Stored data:
:::::
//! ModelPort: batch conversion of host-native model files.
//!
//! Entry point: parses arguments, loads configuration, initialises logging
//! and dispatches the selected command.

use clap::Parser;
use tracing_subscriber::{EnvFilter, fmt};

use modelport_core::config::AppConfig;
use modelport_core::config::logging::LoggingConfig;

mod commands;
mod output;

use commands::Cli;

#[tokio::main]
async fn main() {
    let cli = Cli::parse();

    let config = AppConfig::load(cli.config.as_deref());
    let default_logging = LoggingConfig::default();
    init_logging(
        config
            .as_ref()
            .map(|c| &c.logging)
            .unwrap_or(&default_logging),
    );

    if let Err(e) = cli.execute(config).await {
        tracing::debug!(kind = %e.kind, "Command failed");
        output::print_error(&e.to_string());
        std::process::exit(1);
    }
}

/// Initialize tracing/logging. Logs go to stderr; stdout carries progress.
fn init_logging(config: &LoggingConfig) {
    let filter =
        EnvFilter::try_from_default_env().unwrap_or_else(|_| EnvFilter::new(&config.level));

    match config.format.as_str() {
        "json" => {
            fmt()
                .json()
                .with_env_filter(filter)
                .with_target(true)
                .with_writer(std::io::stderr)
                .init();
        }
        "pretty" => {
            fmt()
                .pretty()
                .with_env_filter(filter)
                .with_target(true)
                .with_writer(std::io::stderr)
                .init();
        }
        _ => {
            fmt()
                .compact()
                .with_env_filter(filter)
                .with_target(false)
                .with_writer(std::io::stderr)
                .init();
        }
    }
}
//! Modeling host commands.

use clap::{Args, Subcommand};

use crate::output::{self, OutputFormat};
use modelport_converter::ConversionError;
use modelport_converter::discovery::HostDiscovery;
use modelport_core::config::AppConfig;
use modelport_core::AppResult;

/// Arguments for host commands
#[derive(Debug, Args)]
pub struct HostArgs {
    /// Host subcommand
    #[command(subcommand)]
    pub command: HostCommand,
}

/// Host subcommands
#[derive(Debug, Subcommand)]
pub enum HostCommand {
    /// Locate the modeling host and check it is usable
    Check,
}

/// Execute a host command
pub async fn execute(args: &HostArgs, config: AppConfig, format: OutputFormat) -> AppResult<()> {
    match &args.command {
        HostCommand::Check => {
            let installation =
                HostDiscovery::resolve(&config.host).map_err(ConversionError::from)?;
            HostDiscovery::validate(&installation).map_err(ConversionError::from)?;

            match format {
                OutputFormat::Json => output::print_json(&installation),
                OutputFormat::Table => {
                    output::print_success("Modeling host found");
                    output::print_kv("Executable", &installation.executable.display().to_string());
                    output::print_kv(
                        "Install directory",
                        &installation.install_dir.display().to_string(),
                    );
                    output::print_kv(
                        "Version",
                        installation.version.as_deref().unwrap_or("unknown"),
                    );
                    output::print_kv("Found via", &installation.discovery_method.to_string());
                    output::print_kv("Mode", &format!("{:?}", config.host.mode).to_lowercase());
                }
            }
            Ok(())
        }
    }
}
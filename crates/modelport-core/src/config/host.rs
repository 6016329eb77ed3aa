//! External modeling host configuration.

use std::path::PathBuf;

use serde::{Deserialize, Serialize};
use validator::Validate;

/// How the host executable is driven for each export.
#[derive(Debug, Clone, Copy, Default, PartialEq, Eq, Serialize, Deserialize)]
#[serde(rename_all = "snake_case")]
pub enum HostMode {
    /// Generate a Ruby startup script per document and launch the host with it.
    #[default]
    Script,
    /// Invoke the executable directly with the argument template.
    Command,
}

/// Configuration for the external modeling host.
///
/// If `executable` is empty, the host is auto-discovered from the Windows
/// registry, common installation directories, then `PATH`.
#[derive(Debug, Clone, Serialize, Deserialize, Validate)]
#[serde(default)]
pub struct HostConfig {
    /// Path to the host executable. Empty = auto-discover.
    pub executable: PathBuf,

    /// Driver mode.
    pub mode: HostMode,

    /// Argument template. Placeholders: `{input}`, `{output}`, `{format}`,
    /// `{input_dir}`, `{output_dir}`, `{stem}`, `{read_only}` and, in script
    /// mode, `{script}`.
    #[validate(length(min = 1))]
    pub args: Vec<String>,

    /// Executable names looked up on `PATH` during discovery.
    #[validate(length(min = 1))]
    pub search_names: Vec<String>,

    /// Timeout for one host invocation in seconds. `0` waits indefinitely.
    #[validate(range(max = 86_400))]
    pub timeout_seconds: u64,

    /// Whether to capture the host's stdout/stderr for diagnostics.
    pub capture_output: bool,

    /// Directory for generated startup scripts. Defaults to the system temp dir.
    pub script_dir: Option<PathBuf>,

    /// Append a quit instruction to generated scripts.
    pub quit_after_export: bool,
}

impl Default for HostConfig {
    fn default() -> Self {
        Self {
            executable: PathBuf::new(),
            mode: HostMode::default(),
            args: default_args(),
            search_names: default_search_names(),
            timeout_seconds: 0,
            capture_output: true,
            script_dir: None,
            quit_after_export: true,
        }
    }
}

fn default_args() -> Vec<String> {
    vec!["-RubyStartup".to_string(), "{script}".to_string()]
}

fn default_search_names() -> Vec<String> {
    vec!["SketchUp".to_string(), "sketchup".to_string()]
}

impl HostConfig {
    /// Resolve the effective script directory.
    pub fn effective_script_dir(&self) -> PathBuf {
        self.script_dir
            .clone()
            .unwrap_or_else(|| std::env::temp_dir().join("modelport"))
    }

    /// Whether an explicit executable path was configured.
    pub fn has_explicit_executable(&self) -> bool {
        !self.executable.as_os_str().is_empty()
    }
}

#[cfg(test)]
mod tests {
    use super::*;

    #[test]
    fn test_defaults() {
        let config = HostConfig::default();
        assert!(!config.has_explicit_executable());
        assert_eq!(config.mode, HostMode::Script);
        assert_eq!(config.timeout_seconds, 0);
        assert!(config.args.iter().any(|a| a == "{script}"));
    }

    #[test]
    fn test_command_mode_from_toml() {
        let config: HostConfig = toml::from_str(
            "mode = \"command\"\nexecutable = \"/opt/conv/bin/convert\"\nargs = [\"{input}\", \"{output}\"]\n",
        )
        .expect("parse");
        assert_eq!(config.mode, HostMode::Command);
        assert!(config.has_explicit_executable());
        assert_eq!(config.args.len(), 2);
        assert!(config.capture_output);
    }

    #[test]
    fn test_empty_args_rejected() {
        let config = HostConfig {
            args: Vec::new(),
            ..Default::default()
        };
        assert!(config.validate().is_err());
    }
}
:::::
Work task: Reproduce every line of the data verbatim.

Solution to the problem:
//! ModelPort: batch conversion of host-native model files.
//!
//! Entry point: parses arguments, loads configuration, initialises logging
//! and dispatches the selected command.

use clap::Parser;
use tracing_subscriber::{EnvFilter, fmt};

use modelport_core::config::AppConfig;
use modelport_core::config::logging::LoggingConfig;

mod commands;
mod output;

use commands::Cli;

#[tokio::main]
async fn main() {
    let cli = Cli::parse();

    let config = AppConfig::load(cli.config.as_deref());
    let default_logging = LoggingConfig::default();
    init_logging(
        config
            .as_ref()
            .map(|c| &c.logging)
            .unwrap_or(&default_logging),
    );

    if let Err(e) = cli.execute(config).await {
        tracing::debug!(kind = %e.kind, "Command failed");
        output::print_error(&e.to_string());
        std::process::exit(1);
    }
}

/// Initialize tracing/logging. Logs go to stderr; stdout carries progress.
fn init_logging(config: &LoggingConfig) {
    let filter =
        EnvFilter::try_from_default_env().unwrap_or_else(|_| EnvFilter::new(&config.level));

    match config.format.as_str() {
        "json" => {
            fmt()
                .json()
                .with_env_filter(filter)
                .with_target(true)
                .with_writer(std::io::stderr)
                .init();
        }
        "pretty" => {
            fmt()
                .pretty()
                .with_env_filter(filter)
                .with_target(true)
                .with_writer(std::io::stderr)
                .init();
        }
        _ => {
            fmt()
                .compact()
                .with_env_filter(filter)
                .with_target(false)
                .with_writer(std::io::stderr)
                .init();
        }
    }
}
//! Modeling host commands.

use clap::{Args, Subcommand};

use crate::output::{self, OutputFormat};
use modelport_converter::ConversionError;
use modelport_converter::discovery::HostDiscovery;
use modelport_core::config::AppConfig;
use modelport_core::AppResult;

/// Arguments for host commands
#[derive(Debug, Args)]
pub struct HostArgs {
    /// Host subcommand
    #[command(subcommand)]
    pub command: HostCommand,
}

/// Host subcommands
#[derive(Debug, Subcommand)]
pub enum HostCommand {
    /// Locate the modeling host and check it is usable
    Check,
}

/// Execute a host command
pub async fn execute(args: &HostArgs, config: AppConfig, format: OutputFormat) -> AppResult<()> {
    match &args.command {
        HostCommand::Check => {
            let installation =
                HostDiscovery::resolve(&config.host).map_err(ConversionError::from)?;
            HostDiscovery::validate(&installation).map_err(ConversionError::from)?;

            match format {
                OutputFormat::Json => output::print_json(&installation),
                OutputFormat::Table => {
                    output::print_success("Modeling host found");
                    output::print_kv("Executable", &installation.executable.display().to_string());
                    output::print_kv(
                        "Install directory",
                        &installation.install_dir.display().to_string(),
                    );
                    output::print_kv(
                        "Version",
                        installation.version.as_deref().unwrap_or("unknown"),
                    );
                    output::print_kv("Found via", &installation.discovery_method.to_string());
                    output::print_kv("Mode", &format!("{:?}", config.host.mode).to_lowercase());
                }
            }
            Ok(())
        }
    }
}
filename crates/modelport-core/src/config/host.rs
repository 6016329eb77ed3aa
//! External modeling host configuration.

use std::path::PathBuf;

use serde::{Deserialize, Serialize};
use validator::Validate;

/// How the host executable is driven for each export.
#[derive(Debug, Clone, Copy, Default, PartialEq, Eq, Serialize, Deserialize)]
#[serde(rename_all = "snake_case")]
pub enum HostMode {
    /// Generate a Ruby startup script per document and launch the host with it.
    #[default]
    Script,
    /// Invoke the executable directly with the argument template.
    Command,
}

/// Configuration for the external modeling host.
///
/// If `executable` is empty, the host is auto-discovered from the Windows
/// registry, common installation directories, then `PATH`.
#[derive(Debug, Clone, Serialize, Deserialize, Validate)]
#[serde(default)]
pub struct HostConfig {
    /// Path to the host executable. Empty = auto-discover.
    pub executable: PathBuf,

    /// Driver mode.
    pub mode: HostMode,

    /// Argument template. Placeholders: `{input}`, `{output}`, `{format}`,
    /// `{input_dir}`, `{output_dir}`, `{stem}`, `{read_only}` and, in script
    /// mode, `{script}`.
    #[validate(length(min = 1))]
    pub args: Vec<String>,

    /// Executable names looked up on `PATH` during discovery.
    #[validate(length(min = 1))]
    pub search_names: Vec<String>,

    /// Timeout for one host invocation in seconds. `0` waits indefinitely.
    #[validate(range(max = 86_400))]
    pub timeout_seconds: u64,

    /// Whether to capture the host's stdout/stderr for diagnostics.
    pub capture_output: bool,

    /// Directory for generated startup scripts. Defaults to the system temp dir.
    pub script_dir: Option<PathBuf>,

    /// Append a quit instruction to generated scripts.
    pub quit_after_export: bool,
}

impl Default for HostConfig {
    fn default() -> Self {
        Self {
            executable: PathBuf::new(),
            mode: HostMode::default(),
            args: default_args(),
            search_names: default_search_names(),
            timeout_seconds: 0,
            capture_output: true,
            script_dir: None,
            quit_after_export: true,
        }
    }
}

fn default_args() -> Vec<String> {
    vec!["-RubyStartup".to_string(), "{script}".to_string()]
}

fn default_search_names() -> Vec<String> {
    vec!["SketchUp".to_string(), "sketchup".to_string()]
}

impl HostConfig {
    /// Resolve the effective script directory.
    pub fn effective_script_dir(&self) -> PathBuf {
        self.script_dir
            .clone()
            .unwrap_or_else(|| std::env::temp_dir().join("modelport"))
    }

    /// Whether an explicit executable path was configured.
    pub fn has_explicit_executable(&self) -> bool {
        !self.executable.as_os_str().is_empty()
    }
}

#[cfg(test)]
mod tests {
    use super::*;

    #[test]
    fn test_defaults() {
        let config = HostConfig::default();
        assert!(!config.has_explicit_executable());
        assert_eq!(config.mode, HostMode::Script);
        assert_eq!(config.timeout_seconds, 0);
        assert!(config.args.iter().any(|a| a == "{script}"));
    }

    #[test]
    fn test_command_mode_from_toml() {
        let config: HostConfig = toml::from_str(
            "mode = \"command\"\nexecutable = \"/opt/conv/bin/convert\"\nargs = [\"{input}\", \"{output}\"]\n",
        )
        .expect("parse");
        assert_eq!(config.mode, HostMode::Command);
        assert!(config.has_explicit_executable());
        assert_eq!(config.args.len(), 2);
        assert!(config.capture_output);
    }

    #[test]
    fn test_empty_args_rejected() {
        let config = HostConfig {
            args: Vec::new(),
            ..Default::default()
        };
        assert!(config.validate().is_err());
    }
}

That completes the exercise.